En ambos casos subyace, de fondo, una problemática similar. Muchas veces los amantes de la historia prestamos mucha atención a los qués y a los porqués del pasado. Queremos saber con exactitud la fecha de una batalla, las ciudades por las que pasó el ejercito de tal país o el número de votantes a favor o en contra de un determinado partido. Asimismo, nos preocupa mucho contextualizar cada acontecimiento y analizar las razones que se esconden, por ejemplo, detrás de César cuando decidió pasar el Rubicón, o de Aníbal cuando permaneció a las puertas de Roma. Sin embargo, pasamos por alto el hecho de que antes de un acontecimiento y de un motivo, hay un actor, existe un quién. Este proceso no es en absoluto baladí, pues a través de la fijación de este sujeto se acaba por definir y modelar la identidad colectiva de todo un país o incluso, como se ha visto, de la mitad de la población.
Así, cuando hablamos de la historia de las mujeres, de la historia de España o de la historia de la clase obrera, por poner algunos ejemplos, apelamos a un grupo de individuos que, aunque a priori no tengan relación entre sí (resulta difícil imaginar puntos en común entre un español en el siglo XXI y otro en el siglo XVI) se colectivizan a partir de la construcción de un relato común. Y este proceso se da en ambas direcciones, esto es, un grupo que busca legitimarse se interesa por construir su propia historia y, a través de una determinada narración del pasado, pueden llegar a construirse identidades colectivas que previamente no existían. Pienso, por ejemplo, en la categoría postcolonial y su efecto sobre la historiografía contemporánea.

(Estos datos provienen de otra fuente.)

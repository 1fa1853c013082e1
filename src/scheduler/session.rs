//! Relay session and its supervisor.
//!
//! # State Machine
//!
//! ```text
//! Connecting --> Subscribed --+--> Draining(reason) --> Closed
//!      |                      |
//!      +--(subscribe failed)--+
//! ```
//!
//! A session owns one subscription, one collector task, and the health
//! check and heartbeat timers. It drains when:
//!
//! | Reason | Trigger |
//! |--------|---------|
//! | `NoLiveConnections` | a health check finds every upstream failed |
//! | `HealthCheckExhausted` | more than `max_health_retries` checks without a post |
//! | `QueueClosed` | the subscription stream or the collector queue closed |
//! | `SubscribeFailed` | the subscription could not be opened |
//! | `Shutdown` | the process is stopping |
//!
//! Draining stops the upstream readers, lets the collector finish the
//! queued posts, and waits for every in-flight publish. The
//! [`Supervisor`] then starts a fresh session after a fixed backoff, for
//! as long as the process runs. The frequency store outlives sessions.

use super::collector::Collector;
use super::events::{EventLoop, LoopEvent};
use super::heartbeat::Heartbeat;
use crate::config::{ScheduleConfig, StoreConfig};
use crate::nostr::{Event, EventSource};
use crate::publish::Publisher;
use crate::services::{IngestPipeline, RankingMode, RankingPolicy, compute_ranking};
use crate::Error;
use std::fmt;
use std::sync::Arc;
use std::time::Duration;
use tokio::sync::{mpsc, watch};
use tokio::task::JoinSet;
use tracing::{debug, info, warn};

/// Why a session stopped.
#[derive(Debug, Clone, Copy, PartialEq, Eq, Hash)]
pub enum DrainReason {
    /// Too many health checks passed without a post.
    HealthCheckExhausted,
    /// Every upstream connection failed.
    NoLiveConnections,
    /// The subscription stream or the collector queue closed.
    QueueClosed,
    /// The subscription could not be opened.
    SubscribeFailed,
    /// The process is shutting down.
    Shutdown,
}

impl DrainReason {
    /// Returns the reason as a static label for logs and metrics.
    #[must_use]
    pub const fn as_str(self) -> &'static str {
        match self {
            Self::HealthCheckExhausted => "health_check_exhausted",
            Self::NoLiveConnections => "no_live_connections",
            Self::QueueClosed => "queue_closed",
            Self::SubscribeFailed => "subscribe_failed",
            Self::Shutdown => "shutdown",
        }
    }
}

/// Lifecycle state of a session.
#[derive(Debug, Clone, Copy, PartialEq, Eq, Hash)]
pub enum SessionState {
    /// Opening the subscription.
    Connecting,
    /// Receiving posts.
    Subscribed,
    /// Stopping readers and waiting for in-flight work.
    Draining(DrainReason),
    /// Fully stopped.
    Closed,
}

impl fmt::Display for SessionState {
    fn fmt(&self, f: &mut fmt::Formatter<'_>) -> fmt::Result {
        match self {
            Self::Connecting => f.write_str("connecting"),
            Self::Subscribed => f.write_str("subscribed"),
            Self::Draining(reason) => write!(f, "draining({})", reason.as_str()),
            Self::Closed => f.write_str("closed"),
        }
    }
}

/// Timers owned by a session.
#[derive(Debug, Clone, Copy, PartialEq, Eq, Hash)]
pub enum SessionTimer {
    /// Upstream liveness check.
    HealthCheck,
    /// External heartbeat ping.
    Heartbeat,
}

/// One subscription lifetime.
#[derive(Clone)]
pub struct Session {
    source: Arc<dyn EventSource>,
    pipeline: IngestPipeline,
    publisher: Arc<Publisher>,
    heartbeat: Option<Heartbeat>,
    schedule: ScheduleConfig,
    policy: RankingPolicy,
    retention: StoreConfig,
}

/// Mutable state of a running session.
struct Running {
    state: SessionState,
    retries: u32,
    publishes: JoinSet<()>,
}

impl Running {
    fn transition(&mut self, next: SessionState) {
        debug!(from = %self.state, to = %next, "Session state change");
        self.state = next;
    }
}

impl Session {
    /// Creates a session with default timers and thresholds.
    #[must_use]
    pub fn new(
        source: Arc<dyn EventSource>,
        pipeline: IngestPipeline,
        publisher: Arc<Publisher>,
    ) -> Self {
        Self {
            source,
            pipeline,
            publisher,
            heartbeat: None,
            schedule: ScheduleConfig::default(),
            policy: RankingPolicy::default(),
            retention: StoreConfig::default(),
        }
    }

    /// Sets timers, limits, and the trigger phrase.
    #[must_use]
    pub fn with_schedule(mut self, schedule: ScheduleConfig) -> Self {
        self.schedule = schedule;
        self
    }

    /// Sets the ranking thresholds.
    #[must_use]
    pub const fn with_policy(mut self, policy: RankingPolicy) -> Self {
        self.policy = policy;
        self
    }

    /// Sets the retention horizon and sweep interval.
    #[must_use]
    pub const fn with_retention(mut self, retention: StoreConfig) -> Self {
        self.retention = retention;
        self
    }

    /// Enables the heartbeat ping.
    #[must_use]
    pub fn with_heartbeat(mut self, heartbeat: Heartbeat) -> Self {
        self.heartbeat = Some(heartbeat);
        self
    }

    /// Returns `true` if `event` asks for an immediate ranking at `now`.
    #[must_use]
    pub fn is_trigger(&self, event: &Event, now: i64) -> bool {
        event.content.trim() == self.schedule.trigger_phrase
            && now.abs_diff(event.created_at) < self.schedule.trigger_freshness.as_secs()
    }

    /// Runs one session to completion and reports why it stopped.
    pub async fn run(&self, shutdown: watch::Receiver<bool>) -> DrainReason {
        let mut running = Running {
            state: SessionState::Connecting,
            retries: 0,
            publishes: JoinSet::new(),
        };

        let (stop_tx, stop_rx) = watch::channel(false);
        let subscription = match self.source.subscribe(stop_rx.clone()).await {
            Ok(subscription) => subscription,
            Err(e) => {
                warn!(error = %e, "Subscription failed");
                running.transition(SessionState::Draining(DrainReason::SubscribeFailed));
                running.transition(SessionState::Closed);
                return DrainReason::SubscribeFailed;
            },
        };
        let monitor = subscription.monitor;

        let (queue_tx, queue_rx) = mpsc::channel(self.schedule.queue_capacity.max(1));
        let collector = Collector::new(self.pipeline.clone(), Arc::clone(&self.publisher))
            .with_policy(self.policy)
            .with_retention(self.retention)
            .with_summary_interval(self.schedule.summary_interval);
        let collector = tokio::spawn(collector.run(queue_rx, stop_rx));

        let mut events = EventLoop::new(subscription.events, shutdown)
            .with_timer(SessionTimer::HealthCheck, self.schedule.health_interval);
        if self.heartbeat.is_some() {
            events = events.with_timer(SessionTimer::Heartbeat, self.schedule.heartbeat_interval);
        }

        running.transition(SessionState::Subscribed);
        info!("Session subscribed");

        let reason = loop {
            match events.next().await {
                LoopEvent::Message(event) => {
                    if self.is_trigger(&event, chrono::Utc::now().timestamp()) {
                        self.reply_with_ranking(event, &mut running.publishes);
                        continue;
                    }
                    if queue_tx.send(event).await.is_err() {
                        break DrainReason::QueueClosed;
                    }
                    running.retries = 0;
                },
                LoopEvent::Tick(SessionTimer::HealthCheck) => {
                    let alive = monitor.alive_connections();
                    metrics::counter!("buzzword_health_checks_total").increment(1);
                    if alive == 0 {
                        break DrainReason::NoLiveConnections;
                    }
                    running.retries += 1;
                    debug!(retries = running.retries, alive, "Health check");
                    if running.retries > self.schedule.max_health_retries {
                        break DrainReason::HealthCheckExhausted;
                    }
                },
                LoopEvent::Tick(SessionTimer::Heartbeat) => {
                    if let Some(heartbeat) = &self.heartbeat {
                        heartbeat.ping();
                    }
                },
                LoopEvent::Closed => break DrainReason::QueueClosed,
                LoopEvent::Shutdown => break DrainReason::Shutdown,
            }
        };

        running.transition(SessionState::Draining(reason));
        info!(reason = reason.as_str(), "Session draining");

        drop(events);
        drop(queue_tx);
        // The collector ingests what is still queued, then sees the close.
        if let Err(e) = collector.await {
            warn!(error = %e, "Collector task failed");
        }
        // Receivers may already be gone.
        let _ = stop_tx.send(true);
        while running.publishes.join_next().await.is_some() {}

        running.transition(SessionState::Closed);
        metrics::counter!("buzzword_sessions_closed_total", "reason" => reason.as_str())
            .increment(1);
        reason
    }

    /// Computes a full ranking and publishes it as a reply to `target`.
    fn reply_with_ranking(&self, target: Event, publishes: &mut JoinSet<()>) {
        info!(event_id = %target.id, "Ranking requested");
        let items = match compute_ranking(self.pipeline.store(), RankingMode::Full, &self.policy) {
            Ok(items) => items,
            Err(Error::InsufficientData { groups, required }) => {
                info!(groups, required, "Not enough data to answer ranking request");
                return;
            },
            Err(e) => {
                warn!(error = %e, "Ranking request failed");
                return;
            },
        };

        let publisher = Arc::clone(&self.publisher);
        publishes.spawn(async move {
            if let Err(e) = publisher.publish(&items, Some(&target)).await {
                warn!(error = %e, event_id = %target.id, "Ranking reply failed");
            }
        });
    }
}

/// Restarts sessions forever, pausing between them.
#[derive(Clone)]
pub struct Supervisor {
    session: Session,
    backoff: Duration,
}

impl Supervisor {
    /// Creates a supervisor that waits `backoff` between sessions.
    #[must_use]
    pub const fn new(session: Session, backoff: Duration) -> Self {
        Self { session, backoff }
    }

    /// Runs sessions until `shutdown` is raised.
    pub async fn run(&self, mut shutdown: watch::Receiver<bool>) {
        let mut generation: u64 = 0;
        loop {
            generation += 1;
            info!(generation, "Starting session");
            let reason = self.session.run(shutdown.clone()).await;
            if reason == DrainReason::Shutdown || *shutdown.borrow() {
                break;
            }

            metrics::counter!("buzzword_session_restarts_total").increment(1);
            info!(
                reason = reason.as_str(),
                backoff_secs = self.backoff.as_secs(),
                "Session closed, restarting after backoff"
            );
            tokio::select! {
                () = tokio::time::sleep(self.backoff) => {},
                Ok(()) = shutdown.changed() => {
                    if *shutdown.borrow() {
                        break;
                    }
                },
            }
        }
        info!("Supervisor stopped");
    }
}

Quizás, lo más interesante a este respecto no sea el hecho de que debamos restringir todos los acontecimientos a un solo sujeto (la especie humana) sino que comencemos a prestar atención a esta cuestión, ya que si esta circunstancia deriva en una dinámica por la cual dos sujetos se presentan como antagónicos, puede darse el caso de reproducirse en el terreno historiográfico algunos de los maniqueísmos que se dan actualmente en el terreno social o político.
*Nota del director: Este juego de palabras ha sido mucho mejor que el de history/story, simpática anécdota que será recordada en esta modesta redacción.